- YOUR ASSIGNMENT:
A complete and exact copy of the entries below is the expected result.

DATA UNDER STUDY Start Marker

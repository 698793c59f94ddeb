//! # Shared Memory Device
//!
//! A character-device style service that lets a client allocate one
//! page-granular, zero-filled block of memory, map it, exchange bytes with
//! the device side through it, and free it again.
//!
//! ```text
//!   client                     Session (one per open)
//!     │ allocate(n) / free()  ──► ControlChannel ── ticket mutex ──┐
//!     │                                 │                          │
//!     │                                 ▼                          ▼
//!     │ map() ──────────────────► SessionRegistry ◄──────── BlockAllocator
//!     │                            (spin lock)                     │
//!     ▼                                 │                          ▼
//!   View ─── pin() per access ──► WeakBlock ──────────────────► Block
//! ```
//!
//! Allocation and free are serialized by the control channel. Views take no
//! part in that serialization: they reach the block through a weak handle
//! and are revoked once the block is released, which happens when the
//! session is dropped while still bound.
//!
//! ```
//! use custom_mem::Device;
//!
//! let device = Device::default();
//! let session = device.open();
//! session.allocate(4096).unwrap();
//!
//! session.with_block(|b| b.write(0, b"Hello from kernel space\0")).unwrap().unwrap();
//! let view = session.map().unwrap();
//! assert_eq!(view.read_cstr(0).unwrap(), b"Hello from kernel space");
//!
//! session.unmap(view);
//! session.free().unwrap();
//! ```

#![cfg_attr(not(any(test, doctest)), no_std)]

extern crate alloc;

mod config;
mod control;
mod device;
mod error;
mod mapping;
pub mod protocol;
mod registry;

pub use config::{CLASS_NAME, DEFAULT_MAX_REQUEST_BYTES, DEVICE_NAME, DriverConfig};
pub use control::{ControlChannel, ControlStats};
pub use device::{Device, Session};
pub use error::{ControlError, ErrorClass, MapError, ViewError};
pub use kernel_alloc::{AllocError, Block, BlockPin, PAGE_SIZE, PageSource, WeakBlock};
pub use mapping::{MappingService, Protection, View};
pub use registry::{BindError, BlockInfo, InUse, SessionId, SessionRegistry, SessionState, ViewGrant};

/// Size of every view, regardless of the block size.
pub const VIEW_BYTES: u64 = PAGE_SIZE as u64;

DATA UNDER STUDY End Marker

- WORKED SOLUTION:
repository 698793c59f94ddeb
//! # Shared Memory Device
//!
//! A character-device style service that lets a client allocate one
//! page-granular, zero-filled block of memory, map it, exchange bytes with
//! the device side through it, and free it again.
//!
//! ```text
//!   client                     Session (one per open)
//!     │ allocate(n) / free()  ──► ControlChannel ── ticket mutex ──┐
//!     │                                 │                          │
//!     │                                 ▼                          ▼
//!     │ map() ──────────────────► SessionRegistry ◄──────── BlockAllocator
//!     │                            (spin lock)                     │
//!     ▼                                 │                          ▼
//!   View ─── pin() per access ──► WeakBlock ──────────────────► Block
//! ```
//!
//! Allocation and free are serialized by the control channel. Views take no
//! part in that serialization: they reach the block through a weak handle
//! and are revoked once the block is released, which happens when the
//! session is dropped while still bound.
//!
//! ```
//! use custom_mem::Device;
//!
//! let device = Device::default();
//! let session = device.open();
//! session.allocate(4096).unwrap();
//!
//! session.with_block(|b| b.write(0, b"Hello from kernel space\0")).unwrap().unwrap();
//! let view = session.map().unwrap();
//! assert_eq!(view.read_cstr(0).unwrap(), b"Hello from kernel space");
//!
//! session.unmap(view);
//! session.free().unwrap();
//! ```

#![cfg_attr(not(any(test, doctest)), no_std)]

extern crate alloc;

mod config;
mod control;
mod device;
mod error;
mod mapping;
pub mod protocol;
mod registry;

pub use config::{CLASS_NAME, DEFAULT_MAX_REQUEST_BYTES, DEVICE_NAME, DriverConfig};
pub use control::{ControlChannel, ControlStats};
pub use device::{Device, Session};
pub use error::{ControlError, ErrorClass, MapError, ViewError};
pub use kernel_alloc::{AllocError, Block, BlockPin, PAGE_SIZE, PageSource, WeakBlock};
pub use mapping::{MappingService, Protection, View};
pub use registry::{BindError, BlockInfo, InUse, SessionId, SessionRegistry, SessionState, ViewGrant};

/// Size of every view, regardless of the block size.
pub const VIEW_BYTES: u64 = PAGE_SIZE as u64;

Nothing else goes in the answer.